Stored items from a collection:
┄┄┄┄┄┄┄┄┄┄

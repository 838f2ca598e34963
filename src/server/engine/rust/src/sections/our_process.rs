/* src/server/engine/rust/src/sections/our_process.rs */

use std::sync::OnceLock;

use mirror_injector::{
  encode_script_value, escape_html, patch_balanced_element_by_start_marker, patch_payload_window,
  set_attribute_in_tag,
};
use regex::Regex;

use super::{PatchContext, replace_between, replace_each, replace_script_fields, with_container_before};
use crate::content::{OurProcessContent, SectionContent};

pub(crate) const SECTION: &str = "our-process";

const CONTAINER_MARKER: &str = r#"<div class="mt-24 lg:mt-30 mb-24 lg:mb-30">"#;
const HEADING_MARKER: &str = r#"<h3 class="text-4xl lg:text-[48px] font-450 capitalize mb-6 lg:mb-10">"#;

const PAYLOAD_START: &str = r#"\"heading\":\"How Does\""#;
const PAYLOAD_END: &str = r#"\"heading\":\"Choose Your Path\""#;

fn image_re() -> &'static Regex {
  static RE: OnceLock<Regex> = OnceLock::new();
  RE.get_or_init(|| {
    Regex::new(r#"(?i)<img\b[^>]*class="rounded-\[14px\] absolute object-cover w-full h-full"[^>]*>"#).unwrap()
  })
}

fn heading_lead_re() -> &'static Regex {
  static RE: OnceLock<Regex> = OnceLock::new();
  RE.get_or_init(|| Regex::new(r"(?is)(<h3\b[^>]*>).*?(<em\b[^>]*>)").unwrap())
}

fn heading_em_re() -> &'static Regex {
  static RE: OnceLock<Regex> = OnceLock::new();
  RE.get_or_init(|| Regex::new(r"(?is)(<em\b[^>]*>).*?(</em>)").unwrap())
}

fn step_title_re() -> &'static Regex {
  static RE: OnceLock<Regex> = OnceLock::new();
  RE.get_or_init(|| {
    Regex::new(r#"(?s)(<span class="text-2xl lg:text-\[36px\] font-400 capitalize ml-2 text-primary-blue-zodiac">).*?(</span>)"#)
      .unwrap()
  })
}

fn step_description_re() -> &'static Regex {
  static RE: OnceLock<Regex> = OnceLock::new();
  RE.get_or_init(|| Regex::new(r#"(?s)(<p class="font-400 text-grey-500 lg:text-xl text-lg">).*?(</p>)"#).unwrap())
}

pub(crate) fn patch_markup(markup: &str, process: &OurProcessContent, ctx: &mut PatchContext) -> String {
  with_container_before(markup, HEADING_MARKER, CONTAINER_MARKER, "div", SECTION, ctx, |section, _| {
    let mut out = image_re()
      .replace(section, |caps: &regex::Captures| set_attribute_in_tag(&caps[0], "alt", &process.image_alt))
      .into_owned();

    out = patch_balanced_element_by_start_marker(&out, HEADING_MARKER, "h3", |heading| {
      let lead = escape_html(&process.heading_line1);
      let heading = heading_lead_re()
        .replace(heading, |caps: &regex::Captures| format!("{}{lead}<!-- --> {}", &caps[1], &caps[2]))
        .into_owned();
      replace_between(&heading, heading_em_re(), &process.heading_line2)
    });

    out = replace_each(&out, step_title_re(), |i, caps| {
      let step = process.steps.get(i)?;
      Some(format!("{}{}{}", &caps[1], escape_html(&step.title), &caps[2]))
    });
    replace_each(&out, step_description_re(), |i, caps| {
      let step = process.steps.get(i)?;
      Some(format!("{}{}{}", &caps[1], escape_html(&step.description), &caps[2]))
    })
  })
}

/// The image alt is written over either a `null` alt or the default one.
pub(crate) fn patch_payload(payload: &str, process: &OurProcessContent, ctx: &mut PatchContext) -> String {
  let d = OurProcessContent::defaults();
  patch_payload_window(payload, PAYLOAD_START, Some(PAYLOAD_END), "our-process-section-flight", &mut ctx.log, |window| {
    let mut window = replace_script_fields(
      window,
      [
        ("heading", d.heading_line1.as_str(), process.heading_line1.as_str()),
        ("headingItalic", d.heading_line2.as_str(), process.heading_line2.as_str()),
      ],
    );
    for (default, step) in d.steps.iter().zip(&process.steps) {
      window = replace_script_fields(
        &window,
        [
          ("title", default.title.as_str(), step.title.as_str()),
          ("description", default.description.as_str(), step.description.as_str()),
        ],
      );
    }

    let caption = r#",\"caption\":null"#;
    let next = format!(r#"\"alt\":\"{}\"{caption}"#, encode_script_value(&process.image_alt));
    let default = format!(r#"\"alt\":\"{}\"{caption}"#, encode_script_value(&d.image_alt));
    window.replace(&format!(r#"\"alt\":null{caption}"#), &next).replace(&default, &next)
  })
}
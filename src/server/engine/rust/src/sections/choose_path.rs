/* src/server/engine/rust/src/sections/choose_path.rs */

use std::sync::OnceLock;

use mirror_injector::{
  Replacement, SlotLog, escape_html, find_balanced_element_ranges_by_start_marker, find_first_mut,
  patch_balanced_element_by_start_marker, patch_chunk_by_needle, patch_chunk_lines, replace_ranges_by_offsets,
  str_field,
};
use regex::Regex;
use serde_json::{Map, Value};

use super::{PatchContext, patch_pricing_cta, replace_between, replace_each, with_container_before};
use crate::content::{ChoosePathContent, Plan, PlanGroup, SectionContent};

pub(crate) const SECTION: &str = "choose-path";

const CONTAINER_MARKER: &str = r#"<div class="mt-24 lg:mt-30 mb-24 lg:mb-30">"#;
const HEADING_ANCHOR: &str =
  r#"<h2 class="text-blueZodiac font-medium italic font-victorSerif text-heading-sm">Choose Your Path</h2>"#;
const CARD_MARKER: &str = r#"<div class="flex flex-col h-full gap-6 relative">"#;
const DISCOUNT_MARKER: &str = r#"<div class="ml-2 flex items-center font-poppins rounded-full justify-center gap-1 px-2 py-[6px] border-[0.5px] border-[#DCFCE7] text-[10px] text-[#15803D] bg-[#F0FDF4]">"#;
const GROUPS_MARKER: &str = r#"<div class="flex flex-col gap-6 mt-8">"#;
const GROUP_MARKER: &str = r#"<div class="flex flex-col gap-3">"#;

const BLOCK_TYPE: &str = "newPricingBlock";
const PAYLOAD_NEEDLE: &str = r#"\"blockType\":\"newPricingBlock\""#;
const LINE_MARKER: &str = r#""blockType":"newPricingBlock""#;
const FLIGHT_SLOT: &str = "choose-path-section-flight";

macro_rules! tag_text_re {
  ($name:ident, $pattern:literal) => {
    fn $name() -> &'static Regex {
      static RE: OnceLock<Regex> = OnceLock::new();
      RE.get_or_init(|| Regex::new($pattern).unwrap())
    }
  };
}

tag_text_re!(title_re, r#"(?is)(<h2 class="text-blueZodiac font-medium italic font-victorSerif text-heading-sm">).*?(</h2>)"#);
tag_text_re!(subtitle_re, r#"(?is)(<p class="capitalize mt-2 text-blueZodiac font-450 text-sm  sm:text-base">).*?(</p>)"#);
tag_text_re!(
  plan_name_re,
  r#"(?is)(<h3 class="text-\[42px\] font-450 text-center">).*?(<em class="font-victorSerif font-medium italic">).*?(</em></h3>)"#
);
tag_text_re!(tagline_re, r#"(?is)(<p class="capitalize text-center text-sm">).*?(</p>)"#);
tag_text_re!(
  price_re,
  r#"(?is)(<h3 class="text-center italic font-victorSerif font-semibold text-\[40px\] text-blueZodiac mt-4">).*?(</h3>)"#
);
tag_text_re!(
  billing_text_re,
  r#"(?is)(<p class="text-center italic font-victorSerif font-semibold text-xl text-blueZodiac mb-4">).*?(</p>)"#
);
tag_text_re!(billing_label_re, r#"(?s)(<span class="italic font-medium font-victorSerif text-black">\s*<!-- -->).*?(</span>)"#);
tag_text_re!(first_span_re, r"(?is)(<span>).*?(</span>)");
tag_text_re!(category_re, r#"(?is)(<h4 class="text-grey-500 text-xl">).*?(</h4>)"#);
tag_text_re!(
  list_item_re,
  r#"(?s)(<li class="text-grey-500 flex items-center gap-\[10px\]">.*?<span>).*?(</span>.*?</li>)"#
);

/// Markup shows a single dollar sign where the payload stores `$$`.
pub(crate) fn markup_money(value: &str) -> &str {
  if value.starts_with("$$") { &value[1..] } else { value }
}

/// Payload money strings carry an escaped `$$` prefix.
pub(crate) fn flight_money(value: &str) -> String {
  if value.starts_with('$') && !value.starts_with("$$") { format!("${value}") } else { value.to_string() }
}

fn patch_group(group: &str, content: &PlanGroup, slot: &str, log: &mut SlotLog) -> String {
  let out = replace_between(group, category_re(), &content.category_name);
  let mut seen = 0;
  let out = replace_each(&out, list_item_re(), |i, caps| {
    seen = i + 1;
    let feature = content.features.get(i)?;
    Some(format!("{}{}{}", &caps[1], escape_html(&feature.name), &caps[2]))
  });
  if seen < content.features.len() {
    log.warn(slot, format!("expected at least {} list items but found {seen}.", content.features.len()));
  }
  out
}

fn patch_groups(container: &str, plan: &Plan, card_slot: &str, log: &mut SlotLog) -> String {
  let groups: Vec<&PlanGroup> = plan.feature.iter().chain(&plan.restriction).collect();
  if groups.is_empty() {
    return container.to_string();
  }
  let ranges = find_balanced_element_ranges_by_start_marker(container, GROUP_MARKER, "div", groups.len());
  if ranges.len() < groups.len() {
    log.warn(card_slot, format!("expected {} list groups but found {}.", groups.len(), ranges.len()));
  }
  let edits: Vec<Replacement> = ranges
    .iter()
    .zip(&groups)
    .enumerate()
    .map(|(i, (range, group))| {
      let slot = format!("{card_slot}-group-{}", i + 1);
      Replacement::new(*range, patch_group(range.slice(container), group, &slot, log))
    })
    .collect();
  replace_ranges_by_offsets(container, &edits)
}

fn patch_card(card: &str, plan: &Plan, index: usize, log: &mut SlotLog) -> String {
  let slot = format!("choose-path-card-{}", index + 1);

  let name = escape_html(&plan.name);
  let style = escape_html(&plan.name_style);
  let mut out = plan_name_re()
    .replace(card, |caps: &regex::Captures| format!("{}{name}<!-- --> {}{style}{}", &caps[1], &caps[2], &caps[3]))
    .into_owned();
  out = replace_between(&out, tagline_re(), &plan.tagline);
  out = replace_between(&out, price_re(), markup_money(&plan.pricing.one_time_price));
  out = replace_between(&out, billing_text_re(), &plan.pricing.twice_annually_billing_text);

  let labels = [&plan.pricing.one_time_label, &plan.pricing.recurring_label];
  let mut seen = 0;
  out = replace_each(&out, billing_label_re(), |i, caps| {
    seen = i + 1;
    let label = labels.get(i)?;
    Some(format!("{}{}{}", &caps[1], escape_html(label), &caps[2]))
  });
  if seen < labels.len() {
    log.warn(&slot, format!("expected at least {} billing labels but found {seen}.", labels.len()));
  }

  out = patch_balanced_element_by_start_marker(&out, DISCOUNT_MARKER, "div", |discount| {
    replace_between(discount, first_span_re(), &plan.pricing.discount_percentage)
  });
  out = patch_balanced_element_by_start_marker(&out, GROUPS_MARKER, "div", |groups| patch_groups(groups, plan, &slot, log));
  patch_pricing_cta(&out, &plan.link.label)
}

pub(crate) fn patch_markup(markup: &str, path: &ChoosePathContent, ctx: &mut PatchContext) -> String {
  with_container_before(markup, HEADING_ANCHOR, CONTAINER_MARKER, "div", SECTION, ctx, |section, ctx| {
    let out = replace_between(section, title_re(), &path.title);
    let out = replace_between(&out, subtitle_re(), &path.subtitle);

    let expected = path.plans.len();
    let ranges = find_balanced_element_ranges_by_start_marker(&out, CARD_MARKER, "div", expected);
    if ranges.len() < expected {
      ctx.log.warn("choose-path-section", format!("expected {expected} cards but found {}.", ranges.len()));
    }
    // Default plans keep their captured card, matching the payload rule.
    let defaults = ChoosePathContent::defaults();
    let edits: Vec<Replacement> = ranges
      .iter()
      .zip(&path.plans)
      .enumerate()
      .filter(|(i, (_, plan))| defaults.plans.get(*i) != Some(*plan))
      .map(|(i, (range, plan))| Replacement::new(*range, patch_card(range.slice(&out), plan, i, &mut ctx.log)))
      .collect();
    replace_ranges_by_offsets(&out, &edits)
  })
}

fn is_pricing_block(node: &Value) -> bool {
  str_field(node, "blockType") == Some(BLOCK_TYPE)
    && node.get("pricing").and_then(|p| p.get("plans")).is_some_and(Value::is_array)
}

/// The object under `key`, replacing a missing or non-object member.
fn object_entry<'a>(map: &'a mut Map<String, Value>, key: &str) -> Option<&'a mut Map<String, Value>> {
  let entry = map.entry(key).or_insert_with(|| Value::Object(Map::new()));
  if !entry.is_object() {
    *entry = Value::Object(Map::new());
  }
  entry.as_object_mut()
}

fn write_groups(target: Option<&mut Value>, groups: &[PlanGroup]) {
  let Some(targets) = target.and_then(Value::as_array_mut) else {
    return;
  };
  for (target, group) in targets.iter_mut().zip(groups) {
    let Some(target) = target.as_object_mut() else {
      continue;
    };
    target.insert("categoryName".into(), group.category_name.clone().into());
    let Some(features) = target.get_mut("features").and_then(Value::as_array_mut) else {
      continue;
    };
    for (feature, next) in features.iter_mut().zip(&group.features) {
      if let Some(feature) = feature.as_object_mut() {
        feature.insert("name".into(), next.name.clone().into());
      }
    }
  }
}

fn write_plan(target: &mut Value, plan: &Plan) {
  let Some(target) = target.as_object_mut() else {
    return;
  };
  target.insert("name".into(), plan.name.clone().into());
  target.insert("nameStyle".into(), plan.name_style.clone().into());
  target.insert("tagline".into(), plan.tagline.clone().into());
  target.insert("isPopular".into(), plan.is_popular.into());

  let p = &plan.pricing;
  if let Some(pricing) = object_entry(target, "pricing") {
    pricing.insert("oneTimePrice".into(), flight_money(&p.one_time_price).into());
    pricing.insert("recurringPrice".into(), flight_money(&p.recurring_price).into());
    pricing.insert("oneTimeLabel".into(), p.one_time_label.clone().into());
    pricing.insert("recurringLabel".into(), p.recurring_label.clone().into());
    pricing.insert("discountPercentage".into(), p.discount_percentage.clone().into());
    pricing.insert("twiceAnnuallyBillingText".into(), p.twice_annually_billing_text.clone().into());
    pricing.insert("annuallyBillingText".into(), p.annually_billing_text.clone().into());
  }

  if let Some(link) = object_entry(target, "link") {
    link.insert("label".into(), plan.link.label.clone().into());
  }

  write_groups(target.get_mut("feature"), &plan.feature);
  write_groups(target.get_mut("restriction"), &plan.restriction);
}

/// Title and subtitle are always written; a plan only when it differs from
/// its default, so captured plans past the override stay as they are.
fn patch_pricing_line(payload: &mut Value, path: &ChoosePathContent, defaults: &ChoosePathContent, log: &mut SlotLog) -> bool {
  let Some(block) = find_first_mut(payload, &is_pricing_block) else {
    log.warn(FLIGHT_SLOT, "pricing block not found in payload.");
    return false;
  };
  let Some(block) = block.as_object_mut() else {
    return false;
  };
  block.insert("title".into(), path.title.clone().into());
  block.insert("subtitle".into(), path.subtitle.clone().into());

  let plans = block.get_mut("pricing").and_then(|pricing| pricing.get_mut("plans")).and_then(Value::as_array_mut);
  let Some(plans) = plans else {
    return false;
  };
  if plans.len() < path.plans.len() {
    log.warn(FLIGHT_SLOT, format!("expected {} plans but found {}.", path.plans.len(), plans.len()));
  }
  for ((target, plan), default) in plans.iter_mut().zip(&path.plans).zip(&defaults.plans) {
    if plan != default {
      write_plan(target, plan);
    }
  }
  true
}

pub(crate) fn patch_payload(payload: &str, path: &ChoosePathContent, ctx: &mut PatchContext) -> String {
  let defaults = ChoosePathContent::defaults();
  patch_chunk_by_needle(payload, PAYLOAD_NEEDLE, FLIGHT_SLOT, &mut ctx.log, |chunk, log| {
    Some(patch_chunk_lines(chunk, LINE_MARKER, FLIGHT_SLOT, log, |line, log| {
      patch_pricing_line(line, path, &defaults, log)
    }))
  })
}
/* src/server/engine/rust/src/error.rs */

use std::path::PathBuf;

use thiserror::Error;

/// Fatal render failures. Slot drift is never an error; it is reported as a
/// warning in the `PatchReport`.
#[derive(Debug, Error)]
pub enum MirrorError {
  #[error("missing snapshot {}. Run: npm run clone:live", .0.display())]
  MissingSnapshot(PathBuf),

  #[error("missing injection file {}", .0.display())]
  MissingInjection(PathBuf),

  #[error("failed to read {}: {source}", path.display())]
  Read {
    path: PathBuf,
    #[source]
    source: std::io::Error,
  },

  #[error(transparent)]
  Manifest(#[from] ManifestError),
}

/// Media manifest failures other than a missing file or unparsable JSON,
/// which both degrade to an empty map.
#[derive(Debug, Error)]
pub enum ManifestError {
  #[error("failed to stat manifest {}: {source}", path.display())]
  Metadata {
    path: PathBuf,
    #[source]
    source: std::io::Error,
  },

  #[error("failed to read manifest {}: {source}", path.display())]
  Read {
    path: PathBuf,
    #[source]
    source: std::io::Error,
  },
}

┄┄┄┄┄┄┄┄┄┄

[Exercise details] Pick out the lines above that hold the string "targets" and show them.

[Finished exercise]
  let Some(targets) = target.and_then(Value::as_array_mut) else {
  for (target, group) in targets.iter_mut().zip(groups) {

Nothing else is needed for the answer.